From the entries below, gather each line containing the word "basis".
━━━━━━
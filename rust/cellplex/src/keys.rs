// This Source Code Form is subject to the terms of the Mozilla Public
// License, v. 2.0. If a copy of the MPL was not distributed with this
// file, You can obtain one at https://mozilla.org/MPL/2.0/.

//! Identifier, key and basis-element types.
//!
//! Nodes are identified by caller-chosen values (`N: NodeId`). Internal
//! storage hands out `slotmap` keys, which stay valid after unrelated
//! removals (generational indices). A 2-cell record is addressed by its
//! [`CellKey`], since several records may share the same boundary.

use std::fmt;
use std::hash::Hash;

use serde::{Deserialize, Serialize};
use slotmap::new_key_type;

use crate::error::ValidationError;

new_key_type! {
    /// Key for a node slot in a [`Graph`](crate::graph::Graph).
    pub struct NodeKey;

    /// Key for an edge slot in a [`Graph`](crate::graph::Graph).
    pub struct EdgeKey;

    /// Key for a single 2-cell record in a [`CellRegistry`](crate::registry::CellRegistry).
    pub struct CellKey;
}

/// Requirements on node identifiers.
///
/// `Ord` fixes the canonical orientation of edges (low → high), which makes
/// incidence matrices independent of insertion order.
pub trait NodeId: Clone + Eq + Hash + Ord + fmt::Debug {}

impl<T: Clone + Eq + Hash + Ord + fmt::Debug> NodeId for T {}

/// Rank of a cell in a 2-dimensional complex.
#[derive(Debug, Clone, Copy, PartialEq, Eq, Hash, PartialOrd, Ord)]
pub enum Rank {
    Node = 0,
    Edge = 1,
    Cell = 2,
}

impl Rank {
    /// Returns the rank as an integer.
    pub fn as_usize(self) -> usize {
        self as usize
    }

    /// Returns the rank name as a string.
    pub fn as_str(&self) -> &'static str {
        match self {
            Rank::Node => "Node",
            Rank::Edge => "Edge",
            Rank::Cell => "Cell",
        }
    }
}

impl TryFrom<usize> for Rank {
    type Error = ValidationError;

    fn try_from(rank: usize) -> Result<Self, Self::Error> {
        match rank {
            0 => Ok(Rank::Node),
            1 => Ok(Rank::Edge),
            2 => Ok(Rank::Cell),
            other => Err(ValidationError::UnsupportedRank(other)),
        }
    }
}

impl fmt::Display for Rank {
    fn fmt(&self, f: &mut fmt::Formatter<'_>) -> fmt::Result {
        f.write_str(self.as_str())
    }
}

/// An undirected edge stored in canonical order (`lo < hi`).
#[derive(Debug, Clone, PartialEq, Eq, Hash, PartialOrd, Ord, Serialize, Deserialize)]
pub struct Edge<N> {
    lo: N,
    hi: N,
}

impl<N: NodeId> Edge<N> {
    /// Creates the canonical edge between two distinct nodes.
    pub fn new(u: N, v: N) -> Result<Self, ValidationError> {
        match u.cmp(&v) {
            std::cmp::Ordering::Less => Ok(Self { lo: u, hi: v }),
            std::cmp::Ordering::Greater => Ok(Self { lo: v, hi: u }),
            std::cmp::Ordering::Equal => Err(ValidationError::SelfLoop(format!("{u:?}"))),
        }
    }

    /// The smaller endpoint. The canonical orientation runs from here.
    pub fn lo(&self) -> &N {
        &self.lo
    }

    /// The larger endpoint.
    pub fn hi(&self) -> &N {
        &self.hi
    }

    /// Returns both endpoints in canonical order.
    pub fn endpoints(&self) -> (&N, &N) {
        (&self.lo, &self.hi)
    }

    /// Returns `true` if `node` is an endpoint.
    pub fn contains(&self, node: &N) -> bool {
        &self.lo == node || &self.hi == node
    }

    /// Returns `+1` if traversing `from → to` follows the canonical
    /// orientation and `-1` otherwise.
    pub fn orientation(from: &N, to: &N) -> f64 {
        if from < to {
            1.0
        } else {
            -1.0
        }
    }
}

/// A basis element of any rank: what a row or column of an operator stands for.
#[derive(Debug, Clone, PartialEq, Eq, Hash, PartialOrd, Ord)]
pub enum Element<N> {
    Node(N),
    Edge(Edge<N>),
    Cell(CellKey),
}

impl<N> Element<N> {
    /// Returns the rank of this element.
    pub fn rank(&self) -> Rank {
        match self {
            Element::Node(_) => Rank::Node,
            Element::Edge(_) => Rank::Edge,
            Element::Cell(_) => Rank::Cell,
        }
    }

    /// Returns the node identifier, if this is a node.
    pub fn as_node(&self) -> Option<&N> {
        match self {
            Element::Node(n) => Some(n),
            _ => None,
        }
    }

    /// Returns the edge, if this is an edge.
    pub fn as_edge(&self) -> Option<&Edge<N>> {
        match self {
            Element::Edge(e) => Some(e),
            _ => None,
        }
    }

    /// Returns the cell record key, if this is a 2-cell.
    pub fn as_cell(&self) -> Option<CellKey> {
        match self {
            Element::Cell(k) => Some(*k),
            _ => None,
        }
    }
}

impl<N> From<Edge<N>> for Element<N> {
    fn from(e: Edge<N>) -> Self {
        Element::Edge(e)
    }
}

impl<N> From<CellKey> for Element<N> {
    fn from(k: CellKey) -> Self {
        Element::Cell(k)
    }
}

#[cfg(test)]
mod tests {
    use super::*;

    #[test]
    fn rank_names_and_ordering() {
        assert_eq!(Rank::Node.as_str(), "Node");
        assert_eq!(Rank::Cell.to_string(), "Cell");
        assert!(Rank::Node < Rank::Edge);
        assert!(Rank::Edge < Rank::Cell);
        assert_eq!(Rank::Edge.as_usize(), 1);
    }

    #[test]
    fn rank_from_usize() {
        assert_eq!(Rank::try_from(2), Ok(Rank::Cell));
        assert_eq!(
            Rank::try_from(3),
            Err(ValidationError::UnsupportedRank(3))
        );
    }

    #[test]
    fn edge_is_canonical() {
        let a = Edge::new(5, 2).unwrap();
        let b = Edge::new(2, 5).unwrap();
        assert_eq!(a, b);
        assert_eq!(a.endpoints(), (&2, &5));
        assert!(a.contains(&5));
        assert!(!a.contains(&3));
    }

    #[test]
    fn edge_rejects_self_loop() {
        assert!(matches!(
            Edge::new(1, 1),
            Err(ValidationError::SelfLoop(_))
        ));
    }

    #[test]
    fn orientation_sign() {
        assert_eq!(Edge::orientation(&1, &2), 1.0);
        assert_eq!(Edge::orientation(&2, &1), -1.0);
    }

    #[test]
    fn element_rank() {
        let e: Element<u32> = Element::Edge(Edge::new(0, 1).unwrap());
        assert_eq!(e.rank(), Rank::Edge);
        assert!(e.as_node().is_none());
        assert_eq!(Element::Node(4u32).as_node(), Some(&4));
    }
}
━━━━━━
**Answer for the task**
//! Identifier, key and basis-element types.
/// A basis element of any rank: what a row or column of an operator stands for.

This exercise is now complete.